Problem: Email can take up too much of our time

Solution: Use text summarization and analysis to read the important parts

Every day, the average email user is confronted with a massive amount of email, most entirely generated by a computer. Faced with this avalanche, users can either wade through each piece of loquacious mail themselves, or ignore them en masse, missing the useful parts of automated emails like shipping confirmations and critical changes to accounts, as well personal messages from actual people they care about. With the practical application of summarization technology, the tide can be stemmed and email can become useful again.  Courier aims to make email more meaningful by extracting the useful bits into tidy summaries that are smartly organized and a joy to read.

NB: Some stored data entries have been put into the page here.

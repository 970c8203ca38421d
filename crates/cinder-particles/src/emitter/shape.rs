//! Emitter shapes and the emission geometry they hand to the host engine

use crate::custom::CustomShape;
use cinder_core::tokens::{self, AttributeWriter};
use cinder_core::{Result, Vec2, Vec3};

/// The volume a host engine should emit from
#[derive(Debug, Clone, PartialEq)]
pub enum EmissionVolume {
    Point,
    /// Unit box, scaled by the geometry's local scale
    Box,
    /// Unit cylinder of radius 0.5, scaled by the geometry's local scale
    Cylinder,
    /// Unit sphere of radius 0.5, scaled by the geometry's local scale
    Sphere,
    Torus { inner_radius: f32, outer_radius: f32 },
    /// A host-defined volume, named after its kind
    Custom(String),
}

/// Geometry descriptor of one emitter
#[derive(Debug, Clone, PartialEq)]
pub struct EmissionGeometry {
    pub volume: EmissionVolume,
    pub local_scale: Vec3,
    /// Emit from a random point in the volume rather than its origin
    pub random_emission_point: bool,
}

impl EmissionGeometry {
    pub fn point() -> Self {
        Self {
            volume: EmissionVolume::Point,
            local_scale: Vec3::ONE,
            random_emission_point: false,
        }
    }

    pub fn new(volume: EmissionVolume, local_scale: Vec3) -> Self {
        Self {
            volume,
            local_scale,
            random_emission_point: true,
        }
    }
}

#[derive(Debug, Clone, PartialEq)]
pub enum EmitterShape {
    Point,
    Box { size: Vec3 },
    Cylinder { size: Vec3 },
    Ring { size: Vec3, inner_size: Vec2 },
    Ellipsoid { size: Vec3 },
    HollowEllipsoid { size: Vec3, inner_size: Vec3 },
    Custom(CustomShape),
}

/// Script names of the built-in shapes
pub const BUILTIN_SHAPES: [&str; 6] = [
    "Point",
    "Box",
    "Cylinder",
    "Ring",
    "Ellipsoid",
    "HollowEllipsoid",
];

impl EmitterShape {
    /// A built-in shape with default dimensions, by script name
    pub fn builtin(name: &str) -> Option<Self> {
        let size = Vec3::ONE;
        Some(match name {
            "Point" => EmitterShape::Point,
            "Box" => EmitterShape::Box { size },
            "Cylinder" => EmitterShape::Cylinder { size },
            "Ring" => EmitterShape::Ring {
                size,
                inner_size: Vec2::ZERO,
            },
            "Ellipsoid" => EmitterShape::Ellipsoid { size },
            "HollowEllipsoid" => EmitterShape::HollowEllipsoid {
                size,
                inner_size: Vec3::new(0.5, 0.5, 0.5),
            },
            _ => return None,
        })
    }

    pub fn name(&self) -> &str {
        match self {
            EmitterShape::Point => "Point",
            EmitterShape::Box { .. } => "Box",
            EmitterShape::Cylinder { .. } => "Cylinder",
            EmitterShape::Ring { .. } => "Ring",
            EmitterShape::Ellipsoid { .. } => "Ellipsoid",
            EmitterShape::HollowEllipsoid { .. } => "HollowEllipsoid",
            EmitterShape::Custom(c) => c.name(),
        }
    }

    pub fn size(&self) -> Option<Vec3> {
        match self {
            EmitterShape::Box { size }
            | EmitterShape::Cylinder { size }
            | EmitterShape::Ring { size, .. }
            | EmitterShape::Ellipsoid { size }
            | EmitterShape::HollowEllipsoid { size, .. } => Some(*size),
            EmitterShape::Point | EmitterShape::Custom(_) => None,
        }
    }

    fn size_mut(&mut self) -> Option<&mut Vec3> {
        match self {
            EmitterShape::Box { size }
            | EmitterShape::Cylinder { size }
            | EmitterShape::Ring { size, .. }
            | EmitterShape::Ellipsoid { size }
            | EmitterShape::HollowEllipsoid { size, .. } => Some(size),
            EmitterShape::Point | EmitterShape::Custom(_) => None,
        }
    }

    /// Parse a shape-specific attribute line
    pub fn parse(&mut self, args: &[&str], line: usize) -> Result<bool> {
        let Some(&name) = args.first() else {
            return Ok(false);
        };
        if let EmitterShape::Custom(c) = self {
            return c.kind.schema.parse(&mut c.params, args, line);
        }
        if let Some(size) = self.size_mut() {
            let slot = match name {
                "width" => Some(&mut size.x),
                "height" => Some(&mut size.y),
                "depth" => Some(&mut size.z),
                _ => None,
            };
            if let Some(slot) = slot {
                *slot = tokens::single_f32(args, line)?;
                return Ok(true);
            }
        }
        let slot = match (self, name) {
            (EmitterShape::Ring { inner_size, .. }, "inner_width") => &mut inner_size.x,
            (EmitterShape::Ring { inner_size, .. }, "inner_height") => &mut inner_size.y,
            (EmitterShape::HollowEllipsoid { inner_size, .. }, "inner_width") => &mut inner_size.x,
            (EmitterShape::HollowEllipsoid { inner_size, .. }, "inner_height") => &mut inner_size.y,
            (EmitterShape::HollowEllipsoid { inner_size, .. }, "inner_depth") => &mut inner_size.z,
            _ => return Ok(false),
        };
        *slot = tokens::single_f32(args, line)?;
        Ok(true)
    }

    pub fn write(&self, w: &mut AttributeWriter) {
        if let EmitterShape::Custom(c) = self {
            c.kind.schema.write(&c.params, w);
            return;
        }
        if let Some(size) = self.size() {
            w.float("width", size.x);
            w.float("height", size.y);
            w.float("depth", size.z);
        }
        match self {
            EmitterShape::Ring { inner_size, .. } => {
                w.float("inner_width", inner_size.x);
                w.float("inner_height", inner_size.y);
            }
            EmitterShape::HollowEllipsoid { inner_size, .. } => {
                w.float("inner_width", inner_size.x);
                w.float("inner_height", inner_size.y);
                w.float("inner_depth", inner_size.z);
            }
            _ => {}
        }
    }

    /// Describe the emission volume for the host engine
    pub fn geometry(&self) -> EmissionGeometry {
        match self {
            EmitterShape::Point => EmissionGeometry::point(),
            EmitterShape::Box { size } => EmissionGeometry::new(EmissionVolume::Box, *size),
            EmitterShape::Cylinder { size } => EmissionGeometry::new(
                EmissionVolume::Cylinder,
                Vec3::new(size.x, size.y, size.z.max(0.1)),
            ),
            // Only the ring width and inner width shape the torus
            EmitterShape::Ring { size, inner_size } => EmissionGeometry::new(
                EmissionVolume::Torus {
                    inner_radius: ((1.0 - inner_size.x) * size.x) / 2.0,
                    outer_radius: size.y / 2.0,
                },
                Vec3::ONE,
            ),
            EmitterShape::Ellipsoid { size } => EmissionGeometry::new(EmissionVolume::Sphere, *size),
            EmitterShape::HollowEllipsoid { size, inner_size } => EmissionGeometry::new(
                EmissionVolume::Torus {
                    inner_radius: inner_size.x / size.x / 2.0,
                    outer_radius: 0.5,
                },
                *size,
            ),
            EmitterShape::Custom(c) => c.geometry(),
        }
    }
}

Analyzing an Email Message

Our NLP pipeline at Courier is composed of three main processes:

Email Parser

In theory, an email is a structured text object. In theory. Because in practice, there are a lot of twisted variations in the structure of a raw message that make it very hard to implement a general parsing strategy to extract the main elements of an email: headers (to, from cc, date, subject), salutation, main content, threads, signature, etc. This is exactly our first component: an email parser that analyzes a raw message to get its main relevant content.

Email Classifier

Once we are able to extract the important elements of an email, including its plain text (or HTML content), we need to classify what type of message it is in order to apply the best summarization strategy. This second component is an email type classifier. First of all, it is in charge of detecting the language of an email (we only work currently in English). After that, it classifies the email into one of two categories: Conversational or Botmail. If the email is classified as Botmail, it applies a subclassifier to identify different subtypes, e.g., Purchases and Payments, Travel, Social, etc.

Email Summarizer

Classified emails are then summarized following different methods. All types of emails require an specific NLP preprocessing analysis, from simple ones, such as tokenization and sentence splitting, to more elaborate ones, including speech act classification or discourse relation extraction. Finally, NLP-preprocessed emails become the input of the third component, whose main role is to summarize and extract important information such as tasks.

Task Classifier

Our Task Classifier is a hybrid NLP approach that includes an ML classification module and a set of post processing heuristics. Hybrid approaches in NLP are those systems that include statistical and rule-based methods to solve a given problem. In our case, the inclusion of rule-based methods was necessary to improve the performance of the ML classification model, specifically on those borderline cases where it is difficult to decide if a sentence is placing an explicit request or not.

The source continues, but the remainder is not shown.